Non-Brand Chinese Android Device Backdoor Attack: An Overview

A report from Human Security has been making the rounds and seems to indicate a far-reaching problem on malware in Android devices. I think it is important to review the findings of the report here. According to the report, non-brand Chinese manufacturers of Android-based devices, including smartphones, tablets, and CTV boxes, have been discovered distributing products infected with a firmware backdoor based on the notorious Triada malware. The infiltration happens at some point between the manufacturing phase and their final delivery to resellers, physical retail stores, and e-commerce warehouses. When unsuspecting users turn on these compromised devices, the fraud activates, potentially causing significant financial and security risks.

Triada Malware’s Mechanism of Action

Triada malware, first identified in 2016, manipulates the core process of the Android operating system. By integrating itself into this process, Triada embeds within every application on the device, including essential system functions like text messaging. One of its notorious functionalities is intercepting payment-related text messages and altering the links to divert payments to the attackers. The deep-rooted access it gains makes it a formidable tool for cybercriminal activities.

Upon activation, infected devices connect to specific C2 (Command and Control) servers. These servers exploit the backdoor to inject additional modules into the device memory, amplifying the threat actors’ capabilities. With these capabilities, attackers can execute various types of frauds, establish residential proxy exit nodes, create counterfeit Gmail and WhatsApp accounts, and remotely install unauthorized codes.

Peachpit: The Ad Fraud Segment

A particular component introduced by the C2 servers is capable of creating hidden WebViews on the infected devices. These concealed WebViews are manipulated to request, render, and interact with ads, masquerading the requests to appear as if they originate from different apps, devices, or websites. Termed as Peachpit, this module is central to the Badbox operation and its ad fraud mechanism. It possibly finances the entire cyber operation.

Beyond this, Peachpit is associated with a set of 39 apps designed for Android, iOS, and CTV platforms. These apps contain direct links to a fabricated supply-side platform (SSP). When activated, the SSP sends back an ad that incorporates a specific JavaScript code into a WebView. This code falsifies details about the device the app operates on before generating another ad request.

During its zenith, Peachpit compromised about 121,000 Android and 159,000 iOS devices, triggering an average of 4 billion ad requests daily. It’s worth noting that while Android devices were affected by the Badbox backdoor, iOS devices were only compromised by Peachpit apps available across many major app stores.
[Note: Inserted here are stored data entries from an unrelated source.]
//! Conversions between registry state and snapshot messages.
//!
//! Decoding isolates records: a corrupt id or body drops that record only.

use aurafx_shared::{
    CatalogEntry, EffectDefinition, EffectId, Provenance, Rarity, decode_definition,
    encode_definition,
};

use super::messages::{AuthoredSnapshot, CatalogRecord, CatalogSnapshot, SnapshotEntry};
use crate::catalog::Catalog;
use crate::registry::Registry;

/// Records decoded from a snapshot, and how many were dropped
#[derive(Debug, Clone)]
pub struct Decoded<T> {
    pub records: Vec<T>,
    pub skipped: usize,
}

impl<T> Default for Decoded<T> {
    fn default() -> Self {
        Self {
            records: Vec::new(),
            skipped: 0,
        }
    }
}

/// Snapshot of every authored definition in `registry`
pub fn authored_snapshot(registry: &Registry, revision: u64) -> AuthoredSnapshot {
    AuthoredSnapshot {
        revision,
        entries: registry
            .authored()
            .into_iter()
            .map(|def| SnapshotEntry {
                id: def.id().to_string(),
                body: encode_definition(def),
            })
            .collect(),
    }
}

/// Snapshot of every published entry in `catalog`
pub fn catalog_snapshot(catalog: &Catalog, revision: u64) -> CatalogSnapshot {
    CatalogSnapshot {
        revision,
        entries: catalog.published().into_iter().map(record_from_entry).collect(),
    }
}

pub fn decode_authored(snapshot: &AuthoredSnapshot) -> Decoded<EffectDefinition> {
    let mut out = Decoded::default();
    for entry in &snapshot.entries {
        let id = match EffectId::parse(&entry.id) {
            Ok(id) => id,
            Err(e) => {
                tracing::warn!(id = %entry.id, "Skipping snapshot record: {}", e);
                out.skipped += 1;
                continue;
            }
        };
        // decode_definition logs its own failures
        match decode_definition(&entry.body, id) {
            Ok(def) => out.records.push(def),
            Err(_) => out.skipped += 1,
        }
    }
    out
}

pub fn decode_catalog(snapshot: &CatalogSnapshot) -> Decoded<CatalogEntry> {
    let mut out = Decoded::default();
    for record in &snapshot.entries {
        match entry_from_record(record) {
            Some(entry) => out.records.push(entry),
            None => out.skipped += 1,
        }
    }
    out
}

pub fn record_from_entry(entry: &CatalogEntry) -> CatalogRecord {
    CatalogRecord {
        catalog_ref: entry.catalog_ref.to_string(),
        definition_ref: entry.definition_ref.to_string(),
        display_name: entry.display_name.clone(),
        icon_ref: entry.icon_ref.clone(),
        icon_tint: entry.icon_tint,
        rarity: entry.rarity.map(|r| r.as_str().to_string()),
        price: entry.price,
    }
}

/// Published entry from a wire record; `None` when a reference is invalid
pub fn entry_from_record(record: &CatalogRecord) -> Option<CatalogEntry> {
    let parse = |field: &str, value: &str| match EffectId::parse(value) {
        Ok(id) => Some(id),
        Err(e) => {
            tracing::warn!(field, value, "Skipping catalog record: {}", e);
            None
        }
    };

    Some(CatalogEntry {
        catalog_ref: parse("catalog_ref", &record.catalog_ref)?,
        definition_ref: parse("definition_ref", &record.definition_ref)?,
        display_name: record.display_name.clone(),
        icon_ref: record.icon_ref.clone(),
        icon_tint: record.icon_tint,
        rarity: record.rarity.as_deref().and_then(Rarity::from_name),
        price: record.price,
        provenance: Provenance::Authored,
    })
}
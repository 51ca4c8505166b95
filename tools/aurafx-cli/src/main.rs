//! Aurafx CLI - inspect authored stores and built-in packs
//!
//! # Commands
//!
//! - `aurafx inspect` - List the definitions in an authored store
//! - `aurafx check` - Report degraded definitions and dangling catalog entries
//! - `aurafx resolve` - Show what a reference resolves to
//!
//! # Usage
//!
//! ```bash
//! # List the configured authored store as JSON
//! aurafx inspect --json
//!
//! # Validate a pack before shipping it
//! aurafx check builtin.toml --strict
//!
//! # Resolve a catalog or definition reference, with authored overrides
//! aurafx resolve aurafx:shop/halo --pack builtin.toml --store authored.afxa
//! ```
//!
//! `check` and `resolve` fall back to `[storage] builtin_pack` from the
//! config file when no pack is given.

mod check;
mod inspect;
mod resolve;

use std::path::PathBuf;

use anyhow::{Context, Result};
use aurafx_core::config::StorageConfig;
use clap::{Parser, Subcommand};

/// Aurafx CLI - inspect authored stores and built-in packs
#[derive(Parser)]
#[command(name = "aurafx")]
#[command(about = "Inspect aurafx authored stores and built-in packs")]
#[command(version)]
struct Cli {
    #[command(subcommand)]
    command: Commands,
}

#[derive(Subcommand)]
enum Commands {
    /// List the definitions in an authored store
    Inspect(inspect::InspectArgs),

    /// Report degraded definitions and dangling catalog entries in a pack
    Check(check::CheckArgs),

    /// Show what a reference resolves to
    Resolve(resolve::ResolveArgs),
}

fn main() -> Result<()> {
    tracing_subscriber::fmt()
        .with_env_filter(
            tracing_subscriber::EnvFilter::try_from_default_env()
                .unwrap_or_else(|_| tracing_subscriber::EnvFilter::new("info")),
        )
        .with_writer(std::io::stderr)
        .init();

    let cli = Cli::parse();

    match cli.command {
        Commands::Inspect(args) => inspect::execute(args),
        Commands::Check(args) => check::execute(args),
        Commands::Resolve(args) => resolve::execute(args),
    }
}

/// Pack given on the command line, else the configured one
fn pack_path(pack: Option<PathBuf>, storage: &StorageConfig) -> Result<PathBuf> {
    match pack {
        Some(path) => Ok(path),
        None => storage
            .builtin_pack
            .clone()
            .context("No pack given and no [storage] builtin_pack configured"),
    }
}

#[cfg(test)]
mod tests {
    use super::*;

    #[test]
    fn test_pack_path_prefers_argument() {
        let storage = StorageConfig {
            builtin_pack: Some(PathBuf::from("configured.toml")),
            ..Default::default()
        };

        assert_eq!(
            pack_path(Some(PathBuf::from("given.toml")), &storage).unwrap(),
            PathBuf::from("given.toml")
        );
        assert_eq!(
            pack_path(None, &storage).unwrap(),
            PathBuf::from("configured.toml")
        );
        assert!(pack_path(None, &StorageConfig::default()).is_err());
    }
}
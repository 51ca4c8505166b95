//! Two-partition keyed storage: shipped entries under runtime entries.

use aurafx_shared::EffectId;
use aurafx_shared::Provenance;
use hashbrown::HashMap;

/// Built-in and authored values under one id space.
///
/// Lookups prefer the authored partition. Each partition is replaced
/// wholesale without touching the other.
#[derive(Debug, Clone)]
pub(crate) struct Partitioned<V> {
    builtin: HashMap<EffectId, V>,
    authored: HashMap<EffectId, V>,
}

impl<V> Default for Partitioned<V> {
    fn default() -> Self {
        Self {
            builtin: HashMap::new(),
            authored: HashMap::new(),
        }
    }
}

impl<V> Partitioned<V> {
    pub fn get(&self, id: &EffectId) -> Option<&V> {
        self.authored.get(id).or_else(|| self.builtin.get(id))
    }

    pub fn builtin(&self, id: &EffectId) -> Option<&V> {
        self.builtin.get(id)
    }

    pub fn authored(&self, id: &EffectId) -> Option<&V> {
        self.authored.get(id)
    }

    /// Provenance of the effective value for `id`
    pub fn provenance(&self, id: &EffectId) -> Option<Provenance> {
        if self.authored.contains_key(id) {
            Some(Provenance::Authored)
        } else if self.builtin.contains_key(id) {
            Some(Provenance::Builtin)
        } else {
            None
        }
    }

    pub fn replace_builtin(&mut self, values: HashMap<EffectId, V>) {
        self.builtin = values;
    }

    pub fn replace_authored(&mut self, values: HashMap<EffectId, V>) {
        self.authored = values;
    }

    pub fn insert_authored(&mut self, id: EffectId, value: V) -> Option<V> {
        self.authored.insert(id, value)
    }

    pub fn remove_authored(&mut self, id: &EffectId) -> Option<V> {
        self.authored.remove(id)
    }

    /// Effective values, sorted by id
    pub fn effective(&self) -> Vec<(&EffectId, &V)> {
        let mut out: Vec<(&EffectId, &V)> = self.authored.iter().collect();
        out.extend(
            self.builtin
                .iter()
                .filter(|(id, _)| !self.authored.contains_key(*id)),
        );
        out.sort_by(|a, b| a.0.cmp(b.0));
        out
    }

    /// Authored values only, sorted by id
    pub fn authored_sorted(&self) -> Vec<(&EffectId, &V)> {
        let mut out: Vec<(&EffectId, &V)> = self.authored.iter().collect();
        out.sort_by(|a, b| a.0.cmp(b.0));
        out
    }

    /// Number of distinct ids across both partitions
    pub fn len(&self) -> usize {
        self.builtin.len()
            + self
                .authored
                .keys()
                .filter(|id| !self.builtin.contains_key(*id))
                .count()
    }

    pub fn authored_len(&self) -> usize {
        self.authored.len()
    }

    pub fn builtin_len(&self) -> usize {
        self.builtin.len()
    }
}

#[cfg(test)]
mod tests {
    use super::*;

    fn id(s: &str) -> EffectId {
        EffectId::parse(s).unwrap()
    }

    fn map(pairs: &[(&str, u32)]) -> HashMap<EffectId, u32> {
        pairs.iter().map(|(k, v)| (id(k), *v)).collect()
    }

    #[test]
    fn test_authored_shadows_builtin() {
        let mut p = Partitioned::default();
        p.replace_builtin(map(&[("a", 1), ("b", 2)]));
        p.insert_authored(id("a"), 10);

        assert_eq!(p.get(&id("a")), Some(&10));
        assert_eq!(p.get(&id("b")), Some(&2));
        assert_eq!(p.provenance(&id("a")), Some(Provenance::Authored));
        assert_eq!(p.provenance(&id("b")), Some(Provenance::Builtin));
        assert_eq!(p.provenance(&id("c")), None);
        assert_eq!(p.len(), 2);
    }

    #[test]
    fn test_remove_authored_reexposes_builtin() {
        let mut p = Partitioned::default();
        p.replace_builtin(map(&[("a", 1)]));
        p.insert_authored(id("a"), 10);
        assert_eq!(p.remove_authored(&id("a")), Some(10));
        assert_eq!(p.get(&id("a")), Some(&1));
    }

    #[test]
    fn test_effective_is_sorted_and_deduplicated() {
        let mut p = Partitioned::default();
        p.replace_builtin(map(&[("c", 3), ("a", 1)]));
        p.replace_authored(map(&[("b", 20), ("a", 10)]));

        let values: Vec<u32> = p.effective().into_iter().map(|(_, v)| *v).collect();
        assert_eq!(values, vec![10, 20, 3]);
        assert_eq!(p.authored_len(), 2);
        assert_eq!(p.builtin_len(), 2);
    }
}
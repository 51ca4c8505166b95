//! Resolve command - show what a reference resolves to
//!
//! The pack is applied as the built-in partition. With `--store`, the
//! authored store is layered on top, exactly as a coordinator would load it.

use std::path::PathBuf;

use anyhow::{Context, Result};
use aurafx_core::store::AuthoredStore;
use aurafx_core::{BuiltinPack, Catalog, EffectRef, Registry, Resolution, Resolver, config};
use aurafx_shared::EffectId;
use aurafx_shared::model::DEFAULT_FALLBACK_PRIMITIVE;
use clap::Args;

/// Arguments for the resolve command
#[derive(Args)]
pub struct ResolveArgs {
    /// Catalog reference or definition id (e.g. "aurafx:shop/halo")
    pub reference: String,

    /// Built-in pack file (.toml, defaults to the configured pack)
    #[arg(long)]
    pub pack: Option<PathBuf>,

    /// Authored store to apply over the pack
    #[arg(long)]
    pub store: Option<PathBuf>,
}

/// Execute the resolve command
pub fn execute(args: ResolveArgs) -> Result<()> {
    let pack_path = crate::pack_path(args.pack, &config::load().storage)?;
    let pack = BuiltinPack::load(&pack_path)
        .with_context(|| format!("Failed to load pack {}", pack_path.display()))?;
    let id = EffectId::parse(&args.reference)
        .with_context(|| format!("Invalid reference '{}'", args.reference))?;

    let mut registry = Registry::new();
    let mut catalog = Catalog::new();
    let legacy = pack.apply(&mut registry, &mut catalog);

    if let Some(path) = &args.store {
        let contents = AuthoredStore::new(path)
            .load()
            .with_context(|| format!("Failed to read store {}", path.display()))?;
        tracing::debug!(
            definitions = contents.definitions.len(),
            skipped = contents.skipped,
            "Applied authored store"
        );
        registry.apply_authored_snapshot(contents.definitions);
    }

    // Catalog refs take precedence over definition ids
    let reference = if catalog.get(&id).is_some() {
        EffectRef::Published(id)
    } else {
        EffectRef::Definition(id)
    };

    let resolver = Resolver::new(&registry, &catalog, &legacy);
    let target = resolver.target_id(&reference);
    let resolution = resolver.resolve(&reference);
    print!("{}", describe(&reference, target, &resolution));
    Ok(())
}

fn describe(reference: &EffectRef, target: &EffectId, resolution: &Resolution<'_>) -> String {
    let mut out = match reference {
        EffectRef::Published(catalog_ref) => format!("{} -> {}\n", catalog_ref, target),
        EffectRef::Definition(id) => format!("{}\n", id),
    };

    match resolution {
        Resolution::Resolved { definition, origin } => {
            out.push_str(&format!("  resolved ({:?})\n", origin));
            for (index, (behavior, placement)) in definition
                .behavior_layers()
                .iter()
                .zip(definition.placement_layers())
                .enumerate()
            {
                out.push_str(&format!(
                    "  layer {}: {} around {} x{}\n",
                    index,
                    behavior.movement().as_str(),
                    placement.effect_ref(),
                    placement.count()
                ));
            }
            if !definition.is_paired() {
                out.push_str(&format!(
                    "  unpaired: {} behavior, {} placement layer(s)\n",
                    definition.behavior_layers().len(),
                    definition.placement_layers().len()
                ));
            }
        }
        Resolution::Simple { primitive } => {
            out.push_str(&format!("  simple primitive {}\n", primitive));
        }
        Resolution::Default => {
            out.push_str(&format!("  default ({})\n", DEFAULT_FALLBACK_PRIMITIVE));
        }
    }
    out
}

#[cfg(test)]
mod tests {
    use super::*;
    use aurafx_core::LegacyCatalog;

    const PACK: &str = r#"
primitives = ["spark"]

[[definition]]
id = "halo"

[[definition.behavior]]
movement = "orbit"

[[definition.placement]]
effect_ref = "spark"
count = 6

[[catalog]]
catalog_ref = "shop/halo"
definition_ref = "halo"
display_name = "Halo"
icon_ref = ""
"#;

    fn id(s: &str) -> EffectId {
        EffectId::parse(s).unwrap()
    }

    #[test]
    fn test_describe_outcomes() {
        let mut registry = Registry::new();
        let mut catalog = Catalog::new();
        let legacy: LegacyCatalog = BuiltinPack::from_toml(PACK)
            .unwrap()
            .apply(&mut registry, &mut catalog);
        let resolver = Resolver::new(&registry, &catalog, &legacy);

        let published = EffectRef::Published(id("shop/halo"));
        let text = describe(
            &published,
            resolver.target_id(&published),
            &resolver.resolve(&published),
        );
        assert!(text.starts_with("aurafx:shop/halo -> aurafx:halo"));
        assert!(text.contains("layer 0: orbit around aurafx:spark x6"));

        let primitive = EffectRef::Definition(id("spark"));
        let text = describe(&primitive, primitive.id(), &resolver.resolve(&primitive));
        assert!(text.contains("simple primitive aurafx:spark"));

        let unknown = EffectRef::Definition(id("nope"));
        let text = describe(&unknown, unknown.id(), &resolver.resolve(&unknown));
        assert!(text.contains("default (aurafx:glint)"));
    }

    #[test]
    fn test_store_overrides_pack() {
        let dir = tempfile::tempdir().unwrap();
        let pack_path = dir.path().join("pack.toml");
        let store_path = dir.path().join("authored.afxa");
        std::fs::write(&pack_path, PACK).unwrap();
        AuthoredStore::new(&store_path).save(std::iter::empty()).unwrap();

        execute(ResolveArgs {
            reference: "shop/halo".to_string(),
            pack: Some(pack_path),
            store: Some(store_path),
        })
        .unwrap();
    }
}
//! Inspect command - list the definitions in an authored store

use std::path::PathBuf;

use anyhow::{Context, Result};
use aurafx_core::config;
use aurafx_core::store::{AuthoredStore, StoreContents};
use clap::Args;

/// Arguments for the inspect command
#[derive(Args)]
pub struct InspectArgs {
    /// Authored store file (defaults to the configured store)
    pub store: Option<PathBuf>,

    /// Print definitions as JSON
    #[arg(long)]
    pub json: bool,
}

/// Execute the inspect command
pub fn execute(args: InspectArgs) -> Result<()> {
    let path = match args.store {
        Some(path) => path,
        None => config::load()
            .storage
            .authored_path()
            .context("No store given and no data directory available")?,
    };

    let contents = AuthoredStore::new(&path)
        .load()
        .with_context(|| format!("Failed to read store {}", path.display()))?;

    if args.json {
        let json = serde_json::to_string_pretty(&contents.definitions)
            .context("Failed to serialize definitions")?;
        println!("{}", json);
    } else {
        print!("{}", summary(&path, &contents));
    }
    Ok(())
}

fn summary(path: &std::path::Path, contents: &StoreContents) -> String {
    let mut out = format!(
        "{}: {} definition(s), {} skipped\n",
        path.display(),
        contents.definitions.len(),
        contents.skipped
    );
    for def in &contents.definitions {
        let paired = if def.is_paired() { "" } else { " (unpaired)" };
        out.push_str(&format!(
            "  {:<32} {:>2} layer(s){}  {}\n",
            def.id().to_string(),
            def.layer_count(),
            paired,
            def.display_name().unwrap_or("-")
        ));
    }
    out
}

#[cfg(test)]
mod tests {
    use super::*;
    use aurafx_shared::{BehaviorLayer, DefinitionMetadata, EffectDefinition, EffectId, PlacementLayer};

    #[test]
    fn test_summary_lists_definitions() {
        let def = EffectDefinition::new(EffectId::parse("halo").unwrap())
            .with_layer(BehaviorLayer::default(), PlacementLayer::default())
            .with_metadata(DefinitionMetadata {
                display_name: Some("Halo".to_string()),
                ..Default::default()
            });
        let contents = StoreContents {
            definitions: vec![def],
            skipped: 2,
        };

        let text = summary(std::path::Path::new("a.afxa"), &contents);
        assert!(text.starts_with("a.afxa: 1 definition(s), 2 skipped"));
        assert!(text.contains("aurafx:halo"));
        assert!(text.contains("Halo"));
        assert!(!text.contains("unpaired"));
    }

    #[test]
    fn test_execute_on_saved_store() {
        let dir = tempfile::tempdir().unwrap();
        let path = dir.path().join("authored.afxa");
        AuthoredStore::new(&path)
            .save(&[EffectDefinition::new(EffectId::parse("x").unwrap())])
            .unwrap();

        execute(InspectArgs {
            store: Some(path),
            json: true,
        })
        .unwrap();
    }
}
Residential Proxy and Other Malicious Activities

Badbox’s residential proxy module converts each infected device into a node for a global residential proxy network. This conversion permits attackers to sell access to users’ networks, potentially leading to criminal activities that can be traced back to the innocent device owner.

The infected devices can be harnessed to create unauthorized WhatsApp messaging accounts by capturing one-time passwords. They can also generate Gmail accounts, bypassing conventional bot detections. Such accounts can serve various malicious intents: from devising fake apps, registering on exclusive WhatsApp channels, or executing cybercrimes that point to the device owner.

The Badbox backdoor’s connection with the C2 servers allows attackers to introduce new apps or code to the infected devices, facilitating real-time updates to their malicious schemes.

Countermeasures and Current Status

By the time of reporting, Human Security found the Peachpit operation had been notably hampered. Ad fraud-related traffic linked to this scheme dwindled to below 1% of its peak, owing to countermeasures executed by Human Security. Despite this, the remaining segments of Badbox are in a dormant state. The C2 servers, which were the driving force behind the Badbox backdoor, have been deactivated by the attackers, presumably to adapt their strategy against the defenses set up by Human Security and other entities.

The Permanence of BadBox

In Singapore, there are reports of $875,000 being lost in September alone to Android malware ad scams. That’s one report and it is hard to find a quantification of the actual damages. Unfortunately, a critical drawback of Badbox is its permanent nature. Positioned on the read-only partition of the device firmware, it’s nearly impossible for average users to purge Badbox from their gadgets. Given that Badbox predominantly plagues low-cost, non-mainstream devices, the Satori team’s guidance is straightforward: users should prioritize well-known brands when considering new device purchases. Play it safe.